EXERCISE PROMPT: Line count for the string "DockyardError": state how many lines in the records below hold it, giving only the number.

::::

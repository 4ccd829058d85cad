//! External command execution

use crate::error::{DockyardError, DockyardResult};
use std::collections::BTreeMap;
use std::process::Stdio;
use tokio::process::Command;
use tracing::debug;

/// Substitute `{key}` placeholders in every argument
pub fn substitute(argv: &[String], vars: &[(&str, &str)]) -> Vec<String> {
    argv.iter()
        .map(|arg| {
            vars.iter().fold(arg.clone(), |acc, (key, value)| {
                acc.replace(&format!("{{{}}}", key), value)
            })
        })
        .collect()
}

/// Run `argv` to completion, failing with its stderr on a non-zero exit
pub async fn exec(argv: &[String], env: &BTreeMap<String, String>) -> DockyardResult<String> {
    let (program, args) = argv
        .split_first()
        .ok_or_else(|| DockyardError::Internal("empty command".to_string()))?;
    let command_line = argv.join(" ");
    debug!("Executing: {}", command_line);

    let output = Command::new(program)
        .args(args)
        .envs(env)
        .stdin(Stdio::null())
        .stdout(Stdio::piped())
        .stderr(Stdio::piped())
        .output()
        .await
        .map_err(|e| DockyardError::command_failed(&command_line, e))?;

    if output.status.success() {
        Ok(String::from_utf8_lossy(&output.stdout).into_owned())
    } else {
        let stderr = String::from_utf8_lossy(&output.stderr);
        Err(DockyardError::command_exec(command_line, stderr.trim()))
    }
}
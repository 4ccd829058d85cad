//! Lock command - validate and list the lock file

use super::ProjectContext;
use crate::cli::args::{LockAction, LockArgs, OutputFormat};
use crate::error::DockyardResult;
use crate::lock::LockSet;
use crate::ui::{self, UiContext};
use console::style;

/// Execute the lock command
pub async fn execute(args: LockArgs, project: &ProjectContext) -> DockyardResult<()> {
    match args.action {
        LockAction::Check { format, .. } => check(project, format),
    }
}

fn check(project: &ProjectContext, format: OutputFormat) -> DockyardResult<()> {
    let lock = LockSet::read(&project.config.dependencies.lockfile)?;

    match format {
        OutputFormat::Table => print_table(&lock),
        OutputFormat::Json => print_json(&lock)?,
        OutputFormat::Plain => print_plain(&lock),
    }
    Ok(())
}

fn print_table(lock: &LockSet) {
    let ctx = UiContext::detect();
    ui::intro(&ctx, &format!("Lock file {}", lock.path.display()));

    println!(
        "{:<32} {:<16} {}",
        style("PACKAGE").bold(),
        style("VERSION").bold(),
        style("DIGEST").bold()
    );
    println!("{}", "-".repeat(80));
    for entry in &lock.entries {
        let digest = entry.digest.to_string();
        let short = &digest[..digest.len().min(24)];
        println!("{:<32} {:<16} {}", entry.name, entry.version, short);
    }

    println!();
    ui::key_value(&ctx, "Packages", &lock.len().to_string());
    ui::key_value(&ctx, "Content hash", &lock.content_hash);
}

fn print_json(lock: &LockSet) -> DockyardResult<()> {
    let packages: Vec<serde_json::Value> = lock
        .entries
        .iter()
        .map(|e| {
            serde_json::json!({
                "name": e.name,
                "version": e.version.to_string(),
                "digest": e.digest.to_string(),
                "url": e.url,
            })
        })
        .collect();

    let doc = serde_json::json!({
        "path": lock.path,
        "content_hash": lock.content_hash,
        "packages": packages,
    });
    println!("{}", serde_json::to_string_pretty(&doc)?);
    Ok(())
}

fn print_plain(lock: &LockSet) {
    for entry in &lock.entries {
        println!("{}=={}", entry.name, entry.version);
    }
}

::::

EXERCISE OUTPUT: 4